James Holmes’ lawyers made the disclosure at a court hearing in Denver where news media organizations were asking a judge to unseal court documents in the case.
Holmes, a 24-year-old former PhD student at the University of Colorado, Denver, had the familiar, dazed demeanor that he has had in previous court appearances.
Holmes is accused of going on a July 20 shooting rampage at a midnight showing of the latest Batman movie in Aurora, killing 12 people and injuring 58 others.
Defense attorney Daniel King made the revelation about Holmes saying defense attorneys need more information from prosecutors and investigators to assess their client.
“We cannot begin to assess the nature and the depth of Mr. Holmes’ mental illness until we receive full disclosure,” he said.

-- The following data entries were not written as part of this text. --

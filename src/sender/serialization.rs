use crate::domain::{AnnotationEvent, DeployEvent, GatewayMessage, StackdriverError};
use serde::Serialize;
use tracing::trace;

// Rough per-point size, used only to presize the output buffer.
const ESTIMATED_POINT_SIZE: usize = 96;
const ENVELOPE_OVERHEAD: usize = 128;

/// Encodes gateway payloads as JSON request bodies.
#[derive(Debug, Clone, Copy, Default)]
pub struct PayloadSerializer;

impl PayloadSerializer {
    pub fn new() -> Self {
        Self
    }

    pub fn serialize_gateway_message(
        &self,
        message: &GatewayMessage,
        customer_id: Option<&str>,
    ) -> Result<Vec<u8>, StackdriverError> {
        let capacity = message
            .len()
            .saturating_mul(ESTIMATED_POINT_SIZE)
            .saturating_add(ENVELOPE_OVERHEAD);
        self.serialize_into(Vec::with_capacity(capacity), &message.envelope(customer_id))
    }

    pub fn serialize_annotation_event(
        &self,
        event: &AnnotationEvent,
    ) -> Result<Vec<u8>, StackdriverError> {
        self.serialize(event)
    }

    pub fn serialize_deploy_event(&self, event: &DeployEvent) -> Result<Vec<u8>, StackdriverError> {
        self.serialize(event)
    }

    pub fn serialize<P>(&self, payload: &P) -> Result<Vec<u8>, StackdriverError>
    where
        P: Serialize + ?Sized,
    {
        self.serialize_into(Vec::with_capacity(ENVELOPE_OVERHEAD), payload)
    }

    fn serialize_into<P>(
        &self,
        mut buffer: Vec<u8>,
        payload: &P,
    ) -> Result<Vec<u8>, StackdriverError>
    where
        P: Serialize + ?Sized,
    {
        serde_json::to_writer(&mut buffer, payload)?;
        trace!(bytes = buffer.len(), "serialized gateway payload");
        Ok(buffer)
    }
}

King said Holmes sought out university psychiatrist Lynne Fenton for help. He did not elaborate. A hearing was scheduled for Thursday next week to establish whether there is a doctor-patient relationship between Fenton and Holmes.
Twenty-one news organizations were also asking Chief District Judge William Sylvester to scale back a gag order that bars the university from releasing details about Holmes.
Arapahoe County prosecutors argue releasing documents could jeopardize their investigation. Holmes’ attorneys want to ensure he receives a fair trial.
Sylvester’s order sealing documents includes the case file, which makes it impossible for observers to understand prosecution and defense arguments on motions that are referenced by number only.
Sylvester on July 23 also issued a gag order that bars officials at the University of Colorado from responding to public records requests concerning Holmes.
The judge said doing so would jeopardize the county’s investigation.
“It is performing our watchdog role to look at the process and ... assess for the public how the police have handled the case ... and assure for the defendant and the public that things are being conducted open and fairly,” Denver Post editor Gregory Moore said.